───── DATASET RECORDS

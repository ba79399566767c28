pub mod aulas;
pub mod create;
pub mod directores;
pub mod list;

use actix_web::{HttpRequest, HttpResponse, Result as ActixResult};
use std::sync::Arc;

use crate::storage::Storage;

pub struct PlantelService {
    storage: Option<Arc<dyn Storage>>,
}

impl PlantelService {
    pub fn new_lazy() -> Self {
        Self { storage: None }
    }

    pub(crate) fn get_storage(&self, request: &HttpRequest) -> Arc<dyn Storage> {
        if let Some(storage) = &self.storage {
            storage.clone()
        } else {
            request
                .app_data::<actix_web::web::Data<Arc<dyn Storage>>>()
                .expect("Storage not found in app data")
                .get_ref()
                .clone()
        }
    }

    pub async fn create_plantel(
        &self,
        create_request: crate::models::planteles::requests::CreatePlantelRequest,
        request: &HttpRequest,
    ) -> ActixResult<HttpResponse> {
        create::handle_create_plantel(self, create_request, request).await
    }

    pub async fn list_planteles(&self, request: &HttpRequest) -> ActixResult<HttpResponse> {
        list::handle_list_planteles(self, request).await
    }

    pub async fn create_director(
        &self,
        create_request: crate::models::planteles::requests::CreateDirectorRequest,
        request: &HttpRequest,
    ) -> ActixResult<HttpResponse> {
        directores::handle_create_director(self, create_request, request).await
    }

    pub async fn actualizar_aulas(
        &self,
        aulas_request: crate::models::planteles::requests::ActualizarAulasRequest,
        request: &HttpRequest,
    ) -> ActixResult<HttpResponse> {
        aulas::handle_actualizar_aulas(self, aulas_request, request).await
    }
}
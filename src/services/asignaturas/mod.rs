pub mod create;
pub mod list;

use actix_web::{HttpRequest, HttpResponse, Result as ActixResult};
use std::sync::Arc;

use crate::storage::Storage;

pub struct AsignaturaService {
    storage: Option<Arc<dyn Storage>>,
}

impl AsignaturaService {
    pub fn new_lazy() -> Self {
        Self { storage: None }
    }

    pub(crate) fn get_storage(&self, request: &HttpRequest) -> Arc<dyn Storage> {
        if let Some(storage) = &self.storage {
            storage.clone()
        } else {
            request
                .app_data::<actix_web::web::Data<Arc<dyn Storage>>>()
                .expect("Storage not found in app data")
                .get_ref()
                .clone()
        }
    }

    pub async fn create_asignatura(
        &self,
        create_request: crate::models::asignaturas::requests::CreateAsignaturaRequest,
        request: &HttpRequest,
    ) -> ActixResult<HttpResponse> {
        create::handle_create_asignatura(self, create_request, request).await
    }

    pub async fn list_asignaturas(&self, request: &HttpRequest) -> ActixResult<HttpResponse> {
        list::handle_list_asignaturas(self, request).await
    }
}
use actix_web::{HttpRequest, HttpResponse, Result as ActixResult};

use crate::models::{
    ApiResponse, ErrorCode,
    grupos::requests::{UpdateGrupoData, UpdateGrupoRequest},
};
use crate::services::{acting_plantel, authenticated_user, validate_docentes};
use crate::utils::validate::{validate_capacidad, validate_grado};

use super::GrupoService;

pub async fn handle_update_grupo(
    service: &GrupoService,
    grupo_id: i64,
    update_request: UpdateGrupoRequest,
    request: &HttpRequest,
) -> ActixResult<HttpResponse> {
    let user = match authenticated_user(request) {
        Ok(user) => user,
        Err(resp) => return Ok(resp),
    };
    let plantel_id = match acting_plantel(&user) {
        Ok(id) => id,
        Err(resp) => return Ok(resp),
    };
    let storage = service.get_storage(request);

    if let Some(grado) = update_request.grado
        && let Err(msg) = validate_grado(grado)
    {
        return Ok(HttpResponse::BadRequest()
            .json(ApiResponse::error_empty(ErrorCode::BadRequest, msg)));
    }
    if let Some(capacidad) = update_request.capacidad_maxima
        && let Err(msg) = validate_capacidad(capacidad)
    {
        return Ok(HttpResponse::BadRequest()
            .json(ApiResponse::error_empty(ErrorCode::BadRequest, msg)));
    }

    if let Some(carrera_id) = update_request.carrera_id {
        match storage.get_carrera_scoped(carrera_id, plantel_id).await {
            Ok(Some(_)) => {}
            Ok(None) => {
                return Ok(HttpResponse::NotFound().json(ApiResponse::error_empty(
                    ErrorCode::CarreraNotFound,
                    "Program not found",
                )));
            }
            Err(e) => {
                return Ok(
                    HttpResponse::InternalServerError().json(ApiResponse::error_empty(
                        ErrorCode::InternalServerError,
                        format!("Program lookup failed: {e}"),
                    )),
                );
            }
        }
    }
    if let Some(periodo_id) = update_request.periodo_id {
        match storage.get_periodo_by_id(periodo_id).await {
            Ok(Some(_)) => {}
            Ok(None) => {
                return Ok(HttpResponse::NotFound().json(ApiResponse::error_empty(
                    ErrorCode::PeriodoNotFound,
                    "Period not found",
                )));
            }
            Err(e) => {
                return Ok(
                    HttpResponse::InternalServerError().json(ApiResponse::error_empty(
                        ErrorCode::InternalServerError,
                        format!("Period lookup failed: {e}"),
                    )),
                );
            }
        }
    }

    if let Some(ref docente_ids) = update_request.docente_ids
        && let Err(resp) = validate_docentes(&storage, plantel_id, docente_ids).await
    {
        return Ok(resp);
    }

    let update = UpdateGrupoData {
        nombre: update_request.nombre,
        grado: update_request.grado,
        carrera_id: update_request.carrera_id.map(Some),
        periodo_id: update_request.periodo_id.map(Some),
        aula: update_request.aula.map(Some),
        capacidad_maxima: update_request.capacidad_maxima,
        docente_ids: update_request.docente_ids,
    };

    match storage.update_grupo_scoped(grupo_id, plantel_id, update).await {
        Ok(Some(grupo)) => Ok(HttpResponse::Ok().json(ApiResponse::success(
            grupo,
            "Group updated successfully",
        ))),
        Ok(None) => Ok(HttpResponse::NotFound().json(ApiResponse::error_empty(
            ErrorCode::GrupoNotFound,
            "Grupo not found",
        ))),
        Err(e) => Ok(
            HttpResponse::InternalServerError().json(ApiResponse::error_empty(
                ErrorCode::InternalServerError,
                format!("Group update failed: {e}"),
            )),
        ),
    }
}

──────────

WORK INSTRUCTIONS:
An identical copy of the entries above is the expected result.

WRITTEN SOLUTION:
repository ba79399566767c28
pub mod aulas;
pub mod create;
pub mod directores;
pub mod list;

use actix_web::{HttpRequest, HttpResponse, Result as ActixResult};
use std::sync::Arc;

use crate::storage::Storage;

pub struct PlantelService {
    storage: Option<Arc<dyn Storage>>,
}

impl PlantelService {
    pub fn new_lazy() -> Self {
        Self { storage: None }
    }

    pub(crate) fn get_storage(&self, request: &HttpRequest) -> Arc<dyn Storage> {
        if let Some(storage) = &self.storage {
            storage.clone()
        } else {
            request
                .app_data::<actix_web::web::Data<Arc<dyn Storage>>>()
                .expect("Storage not found in app data")
                .get_ref()
                .clone()
        }
    }

    pub async fn create_plantel(
        &self,
        create_request: crate::models::planteles::requests::CreatePlantelRequest,
        request: &HttpRequest,
    ) -> ActixResult<HttpResponse> {
        create::handle_create_plantel(self, create_request, request).await
    }

    pub async fn list_planteles(&self, request: &HttpRequest) -> ActixResult<HttpResponse> {
        list::handle_list_planteles(self, request).await
    }

    pub async fn create_director(
        &self,
        create_request: crate::models::planteles::requests::CreateDirectorRequest,
        request: &HttpRequest,
    ) -> ActixResult<HttpResponse> {
        directores::handle_create_director(self, create_request, request).await
    }

    pub async fn actualizar_aulas(
        &self,
        aulas_request: crate::models::planteles::requests::ActualizarAulasRequest,
        request: &HttpRequest,
    ) -> ActixResult<HttpResponse> {
        aulas::handle_actualizar_aulas(self, aulas_request, request).await
    }
}
filename src/services/asignaturas/mod.rs
pub mod create;
pub mod list;

use actix_web::{HttpRequest, HttpResponse, Result as ActixResult};
use std::sync::Arc;

use crate::storage::Storage;

pub struct AsignaturaService {
    storage: Option<Arc<dyn Storage>>,
}

impl AsignaturaService {
    pub fn new_lazy() -> Self {
        Self { storage: None }
    }

    pub(crate) fn get_storage(&self, request: &HttpRequest) -> Arc<dyn Storage> {
        if let Some(storage) = &self.storage {
            storage.clone()
        } else {
            request
                .app_data::<actix_web::web::Data<Arc<dyn Storage>>>()
                .expect("Storage not found in app data")
                .get_ref()
                .clone()
        }
    }

    pub async fn create_asignatura(
        &self,
        create_request: crate::models::asignaturas::requests::CreateAsignaturaRequest,
        request: &HttpRequest,
    ) -> ActixResult<HttpResponse> {
        create::handle_create_asignatura(self, create_request, request).await
    }

    pub async fn list_asignaturas(&self, request: &HttpRequest) -> ActixResult<HttpResponse> {
        list::handle_list_asignaturas(self, request).await
    }
}
use actix_web::{HttpRequest, HttpResponse, Result as ActixResult};

use crate::models::{
    ApiResponse, ErrorCode,
    grupos::requests::{UpdateGrupoData, UpdateGrupoRequest},
};
use crate::services::{acting_plantel, authenticated_user, validate_docentes};
use crate::utils::validate::{validate_capacidad, validate_grado};

use super::GrupoService;

pub async fn handle_update_grupo(
    service: &GrupoService,
    grupo_id: i64,
    update_request: UpdateGrupoRequest,
    request: &HttpRequest,
) -> ActixResult<HttpResponse> {
    let user = match authenticated_user(request) {
        Ok(user) => user,
        Err(resp) => return Ok(resp),
    };
    let plantel_id = match acting_plantel(&user) {
        Ok(id) => id,
        Err(resp) => return Ok(resp),
    };
    let storage = service.get_storage(request);

    if let Some(grado) = update_request.grado
        && let Err(msg) = validate_grado(grado)
    {
        return Ok(HttpResponse::BadRequest()
            .json(ApiResponse::error_empty(ErrorCode::BadRequest, msg)));
    }
    if let Some(capacidad) = update_request.capacidad_maxima
        && let Err(msg) = validate_capacidad(capacidad)
    {
        return Ok(HttpResponse::BadRequest()
            .json(ApiResponse::error_empty(ErrorCode::BadRequest, msg)));
    }

    if let Some(carrera_id) = update_request.carrera_id {
        match storage.get_carrera_scoped(carrera_id, plantel_id).await {
            Ok(Some(_)) => {}
            Ok(None) => {
                return Ok(HttpResponse::NotFound().json(ApiResponse::error_empty(
                    ErrorCode::CarreraNotFound,
                    "Program not found",
                )));
            }
            Err(e) => {
                return Ok(
                    HttpResponse::InternalServerError().json(ApiResponse::error_empty(
                        ErrorCode::InternalServerError,
                        format!("Program lookup failed: {e}"),
                    )),
                );
            }
        }
    }
    if let Some(periodo_id) = update_request.periodo_id {
        match storage.get_periodo_by_id(periodo_id).await {
            Ok(Some(_)) => {}
            Ok(None) => {
                return Ok(HttpResponse::NotFound().json(ApiResponse::error_empty(
                    ErrorCode::PeriodoNotFound,
                    "Period not found",
                )));
            }
            Err(e) => {
                return Ok(
                    HttpResponse::InternalServerError().json(ApiResponse::error_empty(
                        ErrorCode::InternalServerError,
                        format!("Period lookup failed: {e}"),
                    )),
                );
            }
        }
    }

    if let Some(ref docente_ids) = update_request.docente_ids
        && let Err(resp) = validate_docentes(&storage, plantel_id, docente_ids).await
    {
        return Ok(resp);
    }

    let update = UpdateGrupoData {
        nombre: update_request.nombre,
        grado: update_request.grado,
        carrera_id: update_request.carrera_id.map(Some),
        periodo_id: update_request.periodo_id.map(Some),
        aula: update_request.aula.map(Some),
        capacidad_maxima: update_request.capacidad_maxima,
        docente_ids: update_request.docente_ids,
    };

    match storage.update_grupo_scoped(grupo_id, plantel_id, update).await {
        Ok(Some(grupo)) => Ok(HttpResponse::Ok().json(ApiResponse::success(
            grupo,
            "Group updated successfully",
        ))),
        Ok(None) => Ok(HttpResponse::NotFound().json(ApiResponse::error_empty(
            ErrorCode::GrupoNotFound,
            "Grupo not found",
        ))),
        Err(e) => Ok(
            HttpResponse::InternalServerError().json(ApiResponse::error_empty(
                ErrorCode::InternalServerError,
                format!("Group update failed: {e}"),
            )),
        ),
    }
}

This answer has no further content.